Oliver part dans une quête qui va totalement le changer, et on est impatient de savoir comment tout cela va se terminer. Mais toutes ces histoires seraient moins intéressantes sans un dessinateur de qualité. Et heureusement, malgré une expérience limitée (il a surtout bossé sur
I, Vampire),
Andrea Sorrentino s’en sort merveilleusement bien. Ses planches rappellent
Jae Lee, ou
Szymon Kudranski. Il joue beaucoup avec les ombres, et c’est un style assez réaliste. Il a une technique pour mettre certains éléments de son dessin en avant très inventive. Mais parfois, il se lâche, et ses planches explosent. Pour citer quelques exemples, les
flashbacks de
Shado sont de magnifiques noirs et blancs, comme des taches d’encre de Chine sur papier jauni.
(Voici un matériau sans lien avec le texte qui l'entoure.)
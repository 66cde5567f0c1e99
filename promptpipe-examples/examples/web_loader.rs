//! Load a web page and split it into chunks.
//!
//! Dedicated crawling crates do this better for anything complex; this demo only fetches
//! one page.

use anyhow::Result;
use promptpipe::utils::loaders::{AsyncLoad, WebLoader};
use promptpipe::utils::splitting::RecursiveCharacterSplitter;
use promptpipe::utils::token::count_tokens_by_len;
use url::Url;

#[tokio::main]
async fn main() -> Result<()> {
    let loader = WebLoader::new(Url::parse("https://www.rust-lang.org/")?);
    let docs = loader.load().await?;

    let splitter = RecursiveCharacterSplitter::new(500, 100);
    let chunks = splitter.split_documents(docs, &count_tokens_by_len);

    for chunk in &chunks {
        println!("{}", chunk.page_content);
        println!("{}", "-".repeat(30));
    }
    Ok(())
}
Il s’en donne aussi à cœur joie sur les effets du
Comte Vertigo. Bref, c’est splendide.
L’arrowseur arrowsé
Le seul petit reproche que je pourrais faire sur l’album, c’est cette manie qu’a
Lemire de lorgner sur la série TV
Arrow. Le retour de
Shado et de
Vertigo n’est pas innocent, et la dernière planche est assez explicite. Nous ne sommes plus dans un comics
Green Arrow , nous ne sommes pas non plus dans l’adaptation de la série TV, nous sommes à un croisement entre les deux. Pour l’instant, ça marche très bien : les deux publics peuvent être passionnés par cette histoire. Mais il faut faire attention de ne pas aller trop loin, même si pour certains, le look de
Green Arrow est déjà allé trop loin de toute façon. De plus, la série est très bonne, donc il n’y a pas de mal à s’en inspirer. Et puis, si vous aimez
Arrow et que vous souhaitez découvrir son homologue papier : n’hésitez absolument pas ! L’histoire est palpitante et vous ne serez du coup pas totalement dépaysé. Attention cependant, malgré quelques appels du pied, l’histoire n’a au final pas grand-chose à voir avec la série TV. L’album se termine d’ailleurs en suspens, et on a hâte d’avoir la suite, qui arrivera de toute façon le 31 octobre (
Urban aura alors rattrapé les Etats-Unis). En bonus, l’album propose les couvertures et quatre pages du carnet de croquis de
Sorrentino. C’est intéressant de voir les recherches de l’auteur.
En Résumé
LES POINT FORTS
- La mythologie créée
- Les mystères
- Certaines planches magnifiques LES POINT FAIBLES
- La volonté d’introduire des éléments de la série TV
- Le côté social absent
Conclusion
Depuis l’arrivée des New 52, Green Arrow a totalement perdu son côté social et héros de rue. Jeff Lemire pourrait être le scénariste qui le fera revenir. En effet, Green Arrow perd beaucoup de choses dans cette aventure, mais il gagne en expérience et se retrouve métamorphosé. Même si on sent une volonté d’attirer les fans de la série TV Arrow , l’histoire est palpitante et crée une mythologie inédite autour du héros. Tout ça est merveilleusement mis en image par Andrea Sorrentino. C’est un album qui mérite sa place dans votre bibliothèque.